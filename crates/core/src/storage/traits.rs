use async_trait::async_trait;

use crate::projection::{ProjectionKey, SupplyProjection};

use super::{ItemKey, Page, PageRequest, Result, StorageItem, StoreResult};

/// Low-level capability of a key-value table with secondary indexes.
///
/// Backends only move items; key derivation, pagination and error wrapping
/// live in the gateway built on top. Retry policies can be layered by
/// wrapping an implementation.
#[async_trait]
pub trait ItemStore: Send + Sync {
    /// Writes an item, replacing any item with the same primary key.
    async fn put_item(&self, item: StorageItem) -> StoreResult<()>;

    /// Deletes the item at `key`. Returns whether an item was removed.
    async fn delete_item(&self, key: &ItemKey) -> StoreResult<bool>;

    /// Reads a single page of items.
    async fn fetch_page(&self, request: &PageRequest) -> StoreResult<Page>;
}

/// Repository for supply projection operations.
#[async_trait]
pub trait ProjectionRepository: Send + Sync {
    /// Stores a projection, overwriting any record with the same key.
    async fn create_projection(&self, projection: &SupplyProjection) -> Result<SupplyProjection>;

    /// Lists every projection in the table.
    async fn list_projections(&self) -> Result<Vec<SupplyProjection>>;

    /// Gets all projections of a store.
    async fn projections_by_store(&self, store_id: &str) -> Result<Vec<SupplyProjection>>;

    /// Gets all projections of a week. Eventually consistent.
    async fn projections_by_week(&self, week: &str) -> Result<Vec<SupplyProjection>>;

    /// Gets all projections of a supply category. Eventually consistent.
    async fn projections_by_category(&self, category: &str) -> Result<Vec<SupplyProjection>>;

    /// Deletes the projection at `key`. Returns whether one was removed.
    async fn delete_projection(&self, key: &ProjectionKey) -> Result<bool>;

    /// Deletes every projection of a store in a week. Returns the count removed.
    async fn delete_projections_by_store_and_week(&self, store_id: &str, week: &str)
        -> Result<usize>;

    /// Overwrites a projection, creating it when absent.
    async fn update_projection(&self, projection: &SupplyProjection) -> Result<SupplyProjection>;
}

++++++++

Task goal => Nothing but the lines from the first line of the data through the line with "async fn projections_by_store(&self, store_id: &str)" should be returned, exactly as they appear, both ends included.

Result below =>
filename crates/core/src/storage/traits.rs
use async_trait::async_trait;

use crate::projection::{ProjectionKey, SupplyProjection};

use super::{ItemKey, Page, PageRequest, Result, StorageItem, StoreResult};

/// Low-level capability of a key-value table with secondary indexes.
///
/// Backends only move items; key derivation, pagination and error wrapping
/// live in the gateway built on top. Retry policies can be layered by
/// wrapping an implementation.
#[async_trait]
pub trait ItemStore: Send + Sync {
    /// Writes an item, replacing any item with the same primary key.
    async fn put_item(&self, item: StorageItem) -> StoreResult<()>;

    /// Deletes the item at `key`. Returns whether an item was removed.
    async fn delete_item(&self, key: &ItemKey) -> StoreResult<bool>;

    /// Reads a single page of items.
    async fn fetch_page(&self, request: &PageRequest) -> StoreResult<Page>;
}

/// Repository for supply projection operations.
#[async_trait]
pub trait ProjectionRepository: Send + Sync {
    /// Stores a projection, overwriting any record with the same key.
    async fn create_projection(&self, projection: &SupplyProjection) -> Result<SupplyProjection>;

    /// Lists every projection in the table.
    async fn list_projections(&self) -> Result<Vec<SupplyProjection>>;

    /// Gets all projections of a store.
    async fn projections_by_store(&self, store_id: &str) -> Result<Vec<SupplyProjection>>;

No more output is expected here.